PROBLEM -
Produce word for word the lines of the data below running from the one that has "fn insert_str(&mut self, text: &str)" to the one that has "for (i, c) in self.buffer.char_indices()", inclusive, and no others.

RECORD EXTRACTS -
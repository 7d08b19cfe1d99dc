//! # SearchBox Component
//!
//! Single-line title query input.
//!
//! ## Responsibilities
//!
//! - Capture text input (typing, paste, backspace/delete, cursor movement)
//! - Emit `SearchEvent::Submit` on Enter
//! - Keep the cursor visible by scrolling horizontally when the query is
//!   wider than the box
//!
//! The buffer is internal state; `focused` is a prop from `TuiState`.

use ratatui::Frame;
use ratatui::layout::Rect;
use ratatui::style::{Color, Modifier, Style};
use ratatui::widgets::{Block, BorderType, Paragraph};
use unicode_width::UnicodeWidthChar;

use crate::tui::component::{Component, EventHandler};
use crate::tui::event::TuiEvent;

/// High-level events emitted by the SearchBox
#[derive(Debug, Clone, PartialEq)]
pub enum SearchEvent {
    /// User submitted the query (Enter pressed)
    Submit(String),
    ContentChanged,
}

pub struct SearchBox {
    /// Query text (Internal State)
    pub buffer: String,
    /// Whether keystrokes go here (Prop)
    pub focused: bool,
    /// Byte offset of the cursor in `buffer`
    cursor: usize,
}

impl SearchBox {
    pub fn new() -> Self {
        Self {
            buffer: String::new(),
            focused: true,
            cursor: 0,
        }
    }

    /// Replaces the query text and parks the cursor at the end.
    pub fn set_text(&mut self, text: &str) {
        self.buffer = single_line(text);
        self.cursor = self.buffer.len();
    }

    fn insert_str(&mut self, text: &str) {
        let text = single_line(text);
        self.buffer.insert_str(self.cursor, &text);
        self.cursor += text.len();
    }

    /// Display column of the cursor.
    fn cursor_column(&self) -> usize {
        self.buffer[..self.cursor]
            .chars()
            .map(|c| c.width().unwrap_or(0))
            .sum()
    }

    /// The slice of the buffer that fits in `width` columns with the cursor in view,
    /// and the cursor's column within that slice.
    fn visible(&self, width: usize) -> (&str, usize) {
        let cursor_col = self.cursor_column();
        if width == 0 {
            return ("", 0);
        }
        // Keep one column free for the cursor itself.
        let skip_cols = (cursor_col + 1).saturating_sub(width);

        let mut start = 0;
        let mut skipped = 0;
        for (i, c) in self.buffer.char_indices() {
            if skipped >= skip_cols {
                start = i;
                break;
            }
            skipped += c.width().unwrap_or(0);
            start = i + c.len_utf8();
        }

        let mut end = start;
        let mut used = 0;
        for (i, c) in self.buffer[start..].char_indices() {
            let w = c.width().unwrap_or(0);
            if used + w > width {
                break;
            }
            used += w;
            end = start + i + c.len_utf8();
        }

        (&self.buffer[start..end], cursor_col - skipped)
    }
}

impl Default for SearchBox {
    fn default() -> Self {
        Self::new()
    }
}

/// Queries are one line; pasted newlines and tabs become spaces.
fn single_line(text: &str) -> String {
    text.chars()
        .map(|c| if c.is_control() { ' ' } else { c })
        .collect()
}

fn prev_char_boundary(s: &str, pos: usize) -> usize {
    s[..pos].char_indices().next_back().map_or(0, |(i, _)| i)
}

fn next_char_boundary(s: &str, pos: usize) -> usize {
    s[pos..]
        .chars()
        .next()
        .map_or(pos, |c| pos + c.len_utf8())
}

impl Component for SearchBox {
    fn render(&mut self, frame: &mut Frame, area: Rect) {
        let border_style = if self.focused {
            Style::default().fg(Color::Yellow)
        } else {
            Style::default().fg(Color::DarkGray)
        };

        let block = Block::bordered()
            .border_type(BorderType::Rounded)
            .border_style(border_style)
            .title(" Search ");

        let inner_width = area.width.saturating_sub(2) as usize;
        let (text, cursor_col) = self.visible(inner_width);

        let paragraph = if self.buffer.is_empty() && !self.focused {
            Paragraph::new("Title, e.g. Blade Runner")
                .style(Style::default().fg(Color::DarkGray).add_modifier(Modifier::ITALIC))
        } else {
            Paragraph::new(text.to_string())
        };

        frame.render_widget(paragraph.block(block), area);

        if self.focused {
            let x = area.x + 1 + cursor_col as u16;
            frame.set_cursor_position((x.min(area.right().saturating_sub(2)), area.y + 1));
        }
    }
}

impl EventHandler for SearchBox {
    type Event = SearchEvent;

    fn handle_event(&mut self, event: &TuiEvent) -> Option<Self::Event> {
        match event {
            TuiEvent::InputChar(c) => {
                self.insert_str(&c.to_string());
                Some(SearchEvent::ContentChanged)
            }
            TuiEvent::Paste(text) => {
                self.insert_str(text);
                Some(SearchEvent::ContentChanged)
            }
            TuiEvent::Backspace => {
                if self.cursor > 0 {
                    let prev = prev_char_boundary(&self.buffer, self.cursor);
                    self.buffer.drain(prev..self.cursor);
                    self.cursor = prev;
                    Some(SearchEvent::ContentChanged)
                } else {
                    None
                }
            }
            TuiEvent::Delete => {
                if self.cursor < self.buffer.len() {
                    let next = next_char_boundary(&self.buffer, self.cursor);
                    self.buffer.drain(self.cursor..next);
                    Some(SearchEvent::ContentChanged)
                } else {
                    None
                }
            }
            TuiEvent::CursorLeft => {
                self.cursor = prev_char_boundary(&self.buffer, self.cursor);
                None
            }
            TuiEvent::CursorRight => {
                self.cursor = next_char_boundary(&self.buffer, self.cursor);
                None
            }
            TuiEvent::CursorHome => {
                self.cursor = 0;
                None
            }
            TuiEvent::CursorEnd => {
                self.cursor = self.buffer.len();
                None
            }
            TuiEvent::Submit => Some(SearchEvent::Submit(self.buffer.clone())),
            _ => None,
        }
    }
}

#[cfg(test)]
mod tests {
    use super::*;

    fn typed(text: &str) -> SearchBox {
        let mut search = SearchBox::new();
        for c in text.chars() {
            search.handle_event(&TuiEvent::InputChar(c));
        }
        search
    }

    #[test]
    fn test_typing_and_submit() {
        let mut search = typed("heat");
        assert_eq!(
            search.handle_event(&TuiEvent::Submit),
            Some(SearchEvent::Submit("heat".to_string()))
        );
        // Submitting keeps the query so it can be refined.
        assert_eq!(search.buffer, "heat");
    }

    #[test]
    fn test_backspace_and_delete_respect_char_boundaries() {
        let mut search = typed("amélie");
        search.handle_event(&TuiEvent::CursorLeft);
        search.handle_event(&TuiEvent::CursorLeft);
        search.handle_event(&TuiEvent::CursorLeft);
        search.handle_event(&TuiEvent::Backspace);
        assert_eq!(search.buffer, "amlie");

        search.handle_event(&TuiEvent::CursorHome);
        search.handle_event(&TuiEvent::Delete);
        assert_eq!(search.buffer, "mlie");
        assert_eq!(search.handle_event(&TuiEvent::Backspace), None);
    }

    #[test]
    fn test_paste_flattens_newlines() {
        let mut search = SearchBox::new();
        search.handle_event(&TuiEvent::Paste("blade\nrunner".to_string()));
        assert_eq!(search.buffer, "blade runner");
    }

    #[test]
    fn test_insert_in_middle() {
        let mut search = typed("aens");
        search.handle_event(&TuiEvent::CursorHome);
        search.handle_event(&TuiEvent::CursorRight);
        search.handle_event(&TuiEvent::InputChar('l'));
        search.handle_event(&TuiEvent::InputChar('i'));
        assert_eq!(search.buffer, "aliens");
    }

    #[test]
    fn test_visible_window_follows_cursor() {
        let search = typed("the good the bad and the ugly");
        let (text, col) = search.visible(10);
        assert_eq!(text, " the ugly");
        assert_eq!(col, 9);

        let short = typed("heat");
        assert_eq!(short.visible(10), ("heat", 4));
    }

    #[test]
    fn test_set_text_moves_cursor_to_end() {
        let mut search = SearchBox::new();
        search.set_text("dune");
        search.handle_event(&TuiEvent::InputChar('!'));
        assert_eq!(search.buffer, "dune!");
    }
}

SOLUTION BELOW -
    fn insert_str(&mut self, text: &str) {
        let text = single_line(text);
        self.buffer.insert_str(self.cursor, &text);
        self.cursor += text.len();
    }

    /// Display column of the cursor.
    fn cursor_column(&self) -> usize {
        self.buffer[..self.cursor]
            .chars()
            .map(|c| c.width().unwrap_or(0))
            .sum()
    }

    /// The slice of the buffer that fits in `width` columns with the cursor in view,
    /// and the cursor's column within that slice.
    fn visible(&self, width: usize) -> (&str, usize) {
        let cursor_col = self.cursor_column();
        if width == 0 {
            return ("", 0);
        }
        // Keep one column free for the cursor itself.
        let skip_cols = (cursor_col + 1).saturating_sub(width);

        let mut start = 0;
        let mut skipped = 0;
        for (i, c) in self.buffer.char_indices() {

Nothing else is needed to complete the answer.